One grouping factor of my model appears to pose a problem for model fit. Let me elaborate:
I tried to fit a GLMM to ecological data for a behavioural study on termites. I did 80 experiments split between two castes (soldiers and workers) from 8 colonies across four sampling sites, investigating how aggression between different colonies might be linked to relatedness, their mating system and differences in caste.
I chose a Gamma distribution with a log link, since my response variable is strictly positive, right skewed and bound, this was also suggested by using
descdist from the fitdistrplus package. I'm working with glmmTMB instead lme4, but when I tried
glmer the same problem occured.
The LHS of the model formula looks like this:
meanW * Pairing + meanW * Costructure + Caste + (1 | YF).

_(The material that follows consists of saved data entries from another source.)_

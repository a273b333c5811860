//! Lessons to confirm and the sources that supply them.
//!
//! Calendar integration lives outside this repository. Lessons reach the bot
//! through a [`LessonSource`]; the bundled [`JsonLessonSource`] reads a file
//! exported from the calendar, with either a ready-made duration or the raw
//! start/end timestamps of each event.

use std::path::{Path, PathBuf};

use chrono::{DateTime, FixedOffset};
use serde::Deserialize;
use tracing::{debug, info};

use crate::error::{CoreError, Result};

/// A lesson awaiting confirmation.
#[derive(Debug, Clone, PartialEq, Eq)]
pub struct Lesson {
    /// Student name (the calendar event summary).
    pub subject: String,
    /// Human readable length, e.g. `1h 30min`.
    pub duration: String,
}

impl Lesson {
    pub fn new(subject: impl Into<String>, duration: impl Into<String>) -> Self {
        Self {
            subject: subject.into(),
            duration: duration.into(),
        }
    }
}

/// Supplies the ordered list of lessons for one confirmation run.
pub trait LessonSource {
    fn lessons(&self) -> Result<Vec<Lesson>>;
}

/// Lessons given directly (e.g. from command-line flags) sharing one duration.
#[derive(Debug, Clone)]
pub struct StaticLessonSource {
    subjects: Vec<String>,
    duration: String,
}

impl StaticLessonSource {
    pub fn new(subjects: Vec<String>, duration: impl Into<String>) -> Self {
        Self {
            subjects,
            duration: duration.into(),
        }
    }
}

impl LessonSource for StaticLessonSource {
    fn lessons(&self) -> Result<Vec<Lesson>> {
        Ok(self
            .subjects
            .iter()
            .map(|s| Lesson::new(s.as_str(), self.duration.as_str()))
            .collect())
    }
}

/// One entry of a lessons file.
#[derive(Debug, Deserialize)]
struct LessonEntry {
    subject: String,
    #[serde(default)]
    duration: Option<String>,
    #[serde(default)]
    start: Option<String>,
    #[serde(default)]
    end: Option<String>,
}

impl LessonEntry {
    fn into_lesson(self) -> Result<Lesson> {
        if let Some(duration) = self.duration {
            return Ok(Lesson::new(self.subject, duration));
        }
        match (self.start, self.end) {
            (Some(start), Some(end)) => {
                let duration = format_duration(&start, &end)?;
                Ok(Lesson::new(self.subject, duration))
            }
            _ => Err(CoreError::MissingDuration(self.subject)),
        }
    }
}

/// Reads lessons from a JSON array file.
///
/// ```json
/// [
///   {"subject": "Giovanni", "start": "2026-10-19T15:00:00+02:00", "end": "2026-10-19T16:30:00+02:00"},
///   {"subject": "Anna", "duration": "1h"}
/// ]
/// ```
#[derive(Debug, Clone)]
pub struct JsonLessonSource {
    path: PathBuf,
}

impl JsonLessonSource {
    pub fn new(path: impl AsRef<Path>) -> Self {
        Self {
            path: path.as_ref().to_path_buf(),
        }
    }
}

impl LessonSource for JsonLessonSource {
    fn lessons(&self) -> Result<Vec<Lesson>> {
        let content = std::fs::read_to_string(&self.path)?;
        let entries: Vec<LessonEntry> = serde_json::from_str(&content)?;
        let lessons = entries
            .into_iter()
            .map(LessonEntry::into_lesson)
            .collect::<Result<Vec<_>>>()?;
        info!(count = lessons.len(), path = %self.path.display(), "Loaded lessons");
        Ok(lessons)
    }
}

fn parse_timestamp(value: &str) -> Result<DateTime<FixedOffset>> {
    DateTime::parse_from_rfc3339(value).map_err(|source| CoreError::InvalidTimestamp {
        value: value.to_string(),
        source,
    })
}

/// Render the length between two RFC 3339 timestamps as `1h 30min`, `2h` or `45min`.
pub fn format_duration(start: &str, end: &str) -> Result<String> {
    let start_dt = parse_timestamp(start)?;
    let end_dt = parse_timestamp(end)?;

    let seconds = (end_dt - start_dt).num_seconds();
    if seconds < 0 {
        return Err(CoreError::NegativeDuration {
            start: start.to_string(),
            end: end.to_string(),
        });
    }

    let hours = seconds / 3600;
    let minutes = (seconds % 3600) / 60;
    debug!(hours, minutes, "Computed lesson duration");

    Ok(match (hours, minutes) {
        (h, m) if h > 0 && m > 0 => format!("{}h {}min", h, m),
        (h, _) if h > 0 => format!("{}h", h),
        (_, m) => format!("{}min", m),
    })
}

/// Render the wall-clock span of a lesson, e.g. `from 15:00 to 16:30`.
pub fn format_time_range(start: &str, end: &str) -> Result<String> {
    let start_dt = parse_timestamp(start)?;
    let end_dt = parse_timestamp(end)?;
    Ok(format!(
        "from {} to {}",
        start_dt.format("%H:%M"),
        end_dt.format("%H:%M")
    ))
}

#[cfg(test)]
mod tests {
    use super::*;
    use std::io::Write;

    #[test]
    fn test_format_duration_hours_and_minutes() {
        let d = format_duration("2026-10-19T15:00:00+02:00", "2026-10-19T16:30:00+02:00").unwrap();
        assert_eq!(d, "1h 30min");
    }

    #[test]
    fn test_format_duration_whole_hours() {
        let d = format_duration("2026-10-19T15:00:00Z", "2026-10-19T17:00:00Z").unwrap();
        assert_eq!(d, "2h");
    }

    #[test]
    fn test_format_duration_minutes_only() {
        let d = format_duration("2026-10-19T15:00:00Z", "2026-10-19T15:45:00Z").unwrap();
        assert_eq!(d, "45min");
    }

    #[test]
    fn test_format_duration_rejects_reversed() {
        let err = format_duration("2026-10-19T16:00:00Z", "2026-10-19T15:00:00Z").unwrap_err();
        assert!(matches!(err, CoreError::NegativeDuration { .. }));
    }

    #[test]
    fn test_format_duration_rejects_garbage() {
        let err = format_duration("yesterday", "2026-10-19T15:00:00Z").unwrap_err();
        assert!(matches!(err, CoreError::InvalidTimestamp { .. }));
    }

    #[test]
    fn test_format_time_range() {
        let r = format_time_range("2026-10-19T15:00:00+02:00", "2026-10-19T16:30:00+02:00").unwrap();
        assert_eq!(r, "from 15:00 to 16:30");
    }

    #[test]
    fn test_static_source_shares_duration() {
        let source = StaticLessonSource::new(vec!["A".to_string(), "B".to_string()], "1h");
        let lessons = source.lessons().unwrap();
        assert_eq!(lessons, vec![Lesson::new("A", "1h"), Lesson::new("B", "1h")]);
    }

    #[test]
    fn test_json_source_mixed_entries() {
        let mut file = tempfile::NamedTempFile::new().unwrap();
        write!(
            file,
            r#"[
                {{"subject": "Giovanni", "start": "2026-10-19T15:00:00+02:00", "end": "2026-10-19T16:30:00+02:00"}},
                {{"subject": "Anna", "duration": "1h"}}
            ]"#
        )
        .unwrap();

        let lessons = JsonLessonSource::new(file.path()).lessons().unwrap();
        assert_eq!(
            lessons,
            vec![Lesson::new("Giovanni", "1h 30min"), Lesson::new("Anna", "1h")]
        );
    }

    #[test]
    fn test_json_source_missing_duration() {
        let mut file = tempfile::NamedTempFile::new().unwrap();
        write!(file, r#"[{{"subject": "Luca"}}]"#).unwrap();

        let err = JsonLessonSource::new(file.path()).lessons().unwrap_err();
        assert!(matches!(err, CoreError::MissingDuration(ref s) if s == "Luca"));
    }
}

Pairing is coded as [0,1], were 0 indicates tests between nestmates and 1 tests between non-nestmates. meanW is a numeric measurement of relatedness, Costructure a factor of two levels, indicating whether a colony is polygamous or monogamous, and Caste a factor of the two levels, worker and soldier. YF represents the sampling site.
I'm fairly new to these approaches, so if parts of it are jumbled, forgive me, but my reasoning behind the interaction terms is this: relatedness is expected to vary within levels of control, since one would expect members of one colony to be closer related to each other than to non-nestmates. The same is true for MatingSystem, since individuals of a polygamous colony should be less related to each other than members from a monogamous colony. This is the model summary:
Family: Gamma ( log ) Formula: rAi ~ meanW * Pairing + meanW * Costructure + Caste + (1 | YF) Data: combdat AIC BIC logLik deviance df.resid -323.6 -302.3 170.8 -341.6 70 Random effects: Conditional model: Groups Name Variance Std.Dev. YF (Intercept) 0.01489 0.122 Number of obs: 79, groups: YF, 4 Dispersion estimate for Gamma family (sigma^2): 0.0392 Conditional model: Estimate Std. Error z value Pr(>|z|) (Intercept) -2.80315 0.43162 -6.494 8.34e-11 *** meanW 0.87847 0.72938 1.204 0.22843 Pairing1 0.22977 0.21451 1.071 0.28411 Costructure1 1.12301 0.41903 2.680 0.00736 ** Casteworkers 0.33556 0.04566 7.349 1.99e-13 *** meanW:Pairing1 -2.46882 1.97951 -1.247 0.21233 meanW:Costructure1 -2.12110 0.78427 -2.705 0.00684 ** --- Signif. codes: 0 ‘***’ 0.001 ‘**’ 0.01 ‘*’ 0.05 ‘.’ 0.1 ‘ ’ 1
However, if I try the same model on a dataset including only workers, therefore omitting the factor Caste entirely, the DHARMa diagnostics look like this, much more in line with what we'd want to see:
Should this be an indication to me that analysing both castes separately is the way to go? I'm not quite sure how to interpret this phenomenon, as I am just beginning to learn about these approaches. I understand that having a random factor of 4 levels is subpar, and I might be overlooking some obvious flaws in how I constructed the model. My main question here is how one would go about fixing this. Looking at my descriptive statistics, nothing but the response value seems to differ between the castes. The data for the soldiers includes one very obvious outlier, but I decided to not remove it, since there were no clear experimental reasons to take it out. I wouldn't think that one grouping factor can make such a big difference, considering that there's almost an equal number of tests for both castes across all other grouping factors.
If I'm being ignorant, excuse me, I have struggled with fitting this model for days now and am not quite sure what is going wrong. I'd be very happy if this turns out to be a very obvious mistake on my part.